Our study had some limitations. This was a single-armed study and did not involve comparison with a placebo or other medications. Furthermore, triptans may not be effective within 1 hour after consumption. The effect of additional lasmiditan in our study may partially reflect the late effect of triptans. However, in our study, only patients who had experienced frequent unsatisfactory effects of triptans were included. Whether the results of this study can be generalized for all patients remains unclear. In the future, we plan to conduct a study that compares the efficacy of patients receiving lasmiditan as a second-line drug in comparison to patients receiving a placebo. Since our study was a single-armed study, the cost benefits of our treatment strategy were not evaluated.

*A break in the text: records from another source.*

//! # Convex Polygons
//!
//! Planar faces carried through the BSP, and the conversions between them and
//! indexed meshes.

use std::collections::HashMap;

use config::constants::{VERTEX_MERGE_EPSILON, WELD_SCALE};
use glam::DVec3;

use super::plane::{Plane, Side};
use crate::mesh::Mesh;
use crate::repair::split_t_junctions;

/// Convex planar polygon.
///
/// The plane is fixed at construction and inherited by split fragments, so
/// rounding in the cut points never tilts a fragment off its parent face.
#[derive(Debug, Clone)]
pub struct Polygon {
    corners: Vec<DVec3>,
    plane: Plane,
}

/// Output buckets of [`Polygon::split_into`].
#[derive(Debug, Default)]
pub struct Fragments {
    /// On the plane, facing the same way.
    pub coplanar_front: Vec<Polygon>,
    /// On the plane, facing the opposite way.
    pub coplanar_back: Vec<Polygon>,
    pub front: Vec<Polygon>,
    pub back: Vec<Polygon>,
}

impl Polygon {
    /// Builds a polygon from at least three corners. `None` when the first
    /// three corners do not span a plane.
    pub fn from_vertices(corners: Vec<DVec3>) -> Option<Self> {
        if corners.len() < 3 {
            return None;
        }
        let plane = Plane::through(corners[0], corners[1], corners[2])?;
        Some(Self { corners, plane })
    }

    pub fn vertices(&self) -> &[DVec3] {
        &self.corners
    }

    pub fn plane(&self) -> &Plane {
        &self.plane
    }

    /// Turns the polygon inside out.
    pub fn flip(&mut self) {
        self.corners.reverse();
        self.plane = self.plane.flipped();
    }

    /// Side of the whole polygon relative to `plane`.
    pub fn side(&self, plane: &Plane) -> Side {
        self.corners
            .iter()
            .fold(Side::On, |acc, &p| acc.union(plane.side_of(p)))
    }

    /// Sorts this polygon into `out`, cutting it in two if it straddles
    /// `plane`.
    pub fn split_into(&self, plane: &Plane, out: &mut Fragments) {
        match self.side(plane) {
            Side::On if self.plane.normal().dot(plane.normal()) > 0.0 => {
                out.coplanar_front.push(self.clone())
            }
            Side::On => out.coplanar_back.push(self.clone()),
            Side::Front => out.front.push(self.clone()),
            Side::Back => out.back.push(self.clone()),
            Side::Spanning => {
                let (front, back) = self.cut(plane);
                if front.len() >= 3 {
                    out.front.push(Polygon {
                        corners: front,
                        plane: self.plane,
                    });
                }
                if back.len() >= 3 {
                    out.back.push(Polygon {
                        corners: back,
                        plane: self.plane,
                    });
                }
            }
        }
    }

    /// Corner lists of the front and back pieces of a spanning polygon.
    fn cut(&self, plane: &Plane) -> (Vec<DVec3>, Vec<DVec3>) {
        let n = self.corners.len();
        let mut front = Vec::with_capacity(n + 1);
        let mut back = Vec::with_capacity(n + 1);

        for (k, &p) in self.corners.iter().enumerate() {
            let q = self.corners[(k + 1) % n];
            let side_p = plane.side_of(p);
            let side_q = plane.side_of(q);

            match side_p {
                Side::Front => front.push(p),
                Side::Back => back.push(p),
                _ => {
                    front.push(p);
                    back.push(p);
                }
            }

            if side_p.union(side_q) == Side::Spanning {
                let (dp, dq) = (plane.distance(p), plane.distance(q));
                let crossing = p.lerp(q, dp / (dp - dq));
                front.push(crossing);
                back.push(crossing);
            }
        }

        (front, back)
    }
}

/// One polygon per usable triangle of `mesh`.
pub fn mesh_to_polygons(mesh: &Mesh) -> Vec<Polygon> {
    mesh.triangle_positions()
        .filter_map(|corners| Polygon::from_vertices(corners.to_vec()))
        .collect()
}

/// Fans every polygon into triangles, welds shared corners and closes
/// T-junctions.
///
/// Corners are keyed on a `1 / WELD_SCALE` grid. Triangles that lose a corner
/// to welding, or have no area, are dropped.
pub fn polygons_to_mesh(polygons: &[Polygon]) -> Mesh {
    let mut mesh = Mesh::new();
    let mut welder = Welder::default();

    for polygon in polygons {
        let corners = polygon.vertices();
        let Some((&apex, rest)) = corners.split_first() else {
            continue;
        };
        let apex_index = welder.index(&mut mesh, apex);

        for pair in rest.windows(2) {
            let (b, c) = (pair[0], pair[1]);
            let (ib, ic) = (welder.index(&mut mesh, b), welder.index(&mut mesh, c));
            let collapsed = apex_index == ib || ib == ic || ic == apex_index;
            if collapsed || (b - apex).cross(c - apex).length() < VERTEX_MERGE_EPSILON {
                continue;
            }
            mesh.add_triangle(apex_index, ib, ic);
        }
    }

    split_t_junctions(&mesh)
}

/// Maps quantized positions to mesh vertex indices.
#[derive(Default)]
struct Welder {
    seen: HashMap<[i64; 3], u32>,
}

impl Welder {
    fn index(&mut self, mesh: &mut Mesh, p: DVec3) -> u32 {
        let key = (p * WELD_SCALE).round().to_array().map(|v| v as i64);
        *self.seen.entry(key).or_insert_with(|| mesh.add_vertex(p))
    }
}

#[cfg(test)]
mod tests {
    use super::*;

    fn floor_triangle(z: f64) -> Polygon {
        Polygon::from_vertices(vec![
            DVec3::new(0.0, 0.0, z),
            DVec3::new(2.0, 0.0, z),
            DVec3::new(1.0, 2.0, z),
        ])
        .unwrap()
    }

    #[test]
    fn test_needs_three_spanning_corners() {
        assert!(Polygon::from_vertices(vec![DVec3::ZERO, DVec3::X]).is_none());
        assert!(Polygon::from_vertices(vec![DVec3::ZERO, DVec3::Y, DVec3::Y * 4.0]).is_none());
        assert_eq!(floor_triangle(0.0).vertices().len(), 3);
    }

    #[test]
    fn test_flip_reverses_corners_and_plane() {
        let up = floor_triangle(1.0);
        let mut down = up.clone();
        down.flip();

        assert_eq!(down.vertices().first(), up.vertices().last());
        assert_eq!(down.plane().normal(), -DVec3::Z);
    }

    #[test]
    fn test_side_of_whole_polygon() {
        let plane = Plane::new(DVec3::Z, 0.5);
        assert_eq!(floor_triangle(1.0).side(&plane), Side::Front);
        assert_eq!(floor_triangle(0.0).side(&plane), Side::Back);
        assert_eq!(floor_triangle(0.5).side(&plane), Side::On);
    }

    #[test]
    fn test_coplanar_sorted_by_facing() {
        let plane = Plane::new(DVec3::Z, 0.0);
        let up = floor_triangle(0.0);
        let mut down = up.clone();
        down.flip();

        let mut out = Fragments::default();
        up.split_into(&plane, &mut out);
        down.split_into(&plane, &mut out);

        assert_eq!(out.coplanar_front.len(), 1);
        assert_eq!(out.coplanar_back.len(), 1);
        assert!(out.front.is_empty() && out.back.is_empty());
    }

    #[test]
    fn test_straddling_triangle_is_cut() {
        let wall = Polygon::from_vertices(vec![
            DVec3::new(0.0, 0.0, -1.0),
            DVec3::new(2.0, 0.0, -1.0),
            DVec3::new(1.0, 0.0, 3.0),
        ])
        .unwrap();
        let mut out = Fragments::default();
        wall.split_into(&Plane::new(DVec3::Z, 0.0), &mut out);

        assert_eq!((out.front.len(), out.back.len()), (1, 1));
        assert!(out.front[0].vertices().iter().all(|p| p.z > -1e-12));
        assert!(out.back[0].vertices().iter().all(|p| p.z < 1e-12));
        assert_eq!(out.back[0].vertices().len(), 4);
        assert_eq!(out.front[0].plane(), wall.plane());
    }

    #[test]
    fn test_weld_merges_shared_edge() {
        let a = Polygon::from_vertices(vec![DVec3::ZERO, DVec3::X, DVec3::Y]).unwrap();
        let b = Polygon::from_vertices(vec![DVec3::X, DVec3::new(1.0, 1.0, 0.0), DVec3::Y])
            .unwrap();
        let mesh = polygons_to_mesh(&[a, b]);
        assert_eq!((mesh.vertex_count(), mesh.triangle_count()), (4, 2));
    }

    #[test]
    fn test_pentagon_fans_into_three_triangles() {
        let pentagon = Polygon::from_vertices(
            (0..5)
                .map(|k| {
                    let t = k as f64 * std::f64::consts::TAU / 5.0;
                    DVec3::new(t.cos(), t.sin(), 0.0)
                })
                .collect(),
        )
        .unwrap();
        let mesh = polygons_to_mesh(&[pentagon]);
        assert_eq!(mesh.triangle_count(), 3);
        assert!(mesh.validate());
    }
}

This aspect will be also analyzed in future studies. Since the study population was small, various sub-analyses, including migraine types, disease durations, concomitant prophylactic medications, triptan brand, and MIDAS class were not possible. However, most patients in our study needed frequent intake of triptans, and standard dosing recommendations of triptans were not enough. Having a large-scale data can provide the answers for these questions. Our study population was limited to migraine patients who have some experiences of triptans. Most these patients had not experienced any severe AEs of triptans. Our study result may not be applicable for the patients who did not have a history of triptan intake. Some patients could not record their headache information and AEs after two hours of additional lasmiditan intake. So long term effects and AEs beyond two hours following additional lasmiditan intake need to be clarified in future studies. Our study used NRS for self-evaluating headache. Some clinical trials used a 4-point pain scale [
8,
9,
10,
19]. Therefore, comparison of our study with these studies may be difficult. However, we believe that an 11-point NRS is more sensitive than a 4-point scale. Gepants are not commercially available in Japan, hence the clinical effects of gepants could not be evaluated. In future studies, combination or sequential studies of these acute medications of migraine-specific drugs should be studied.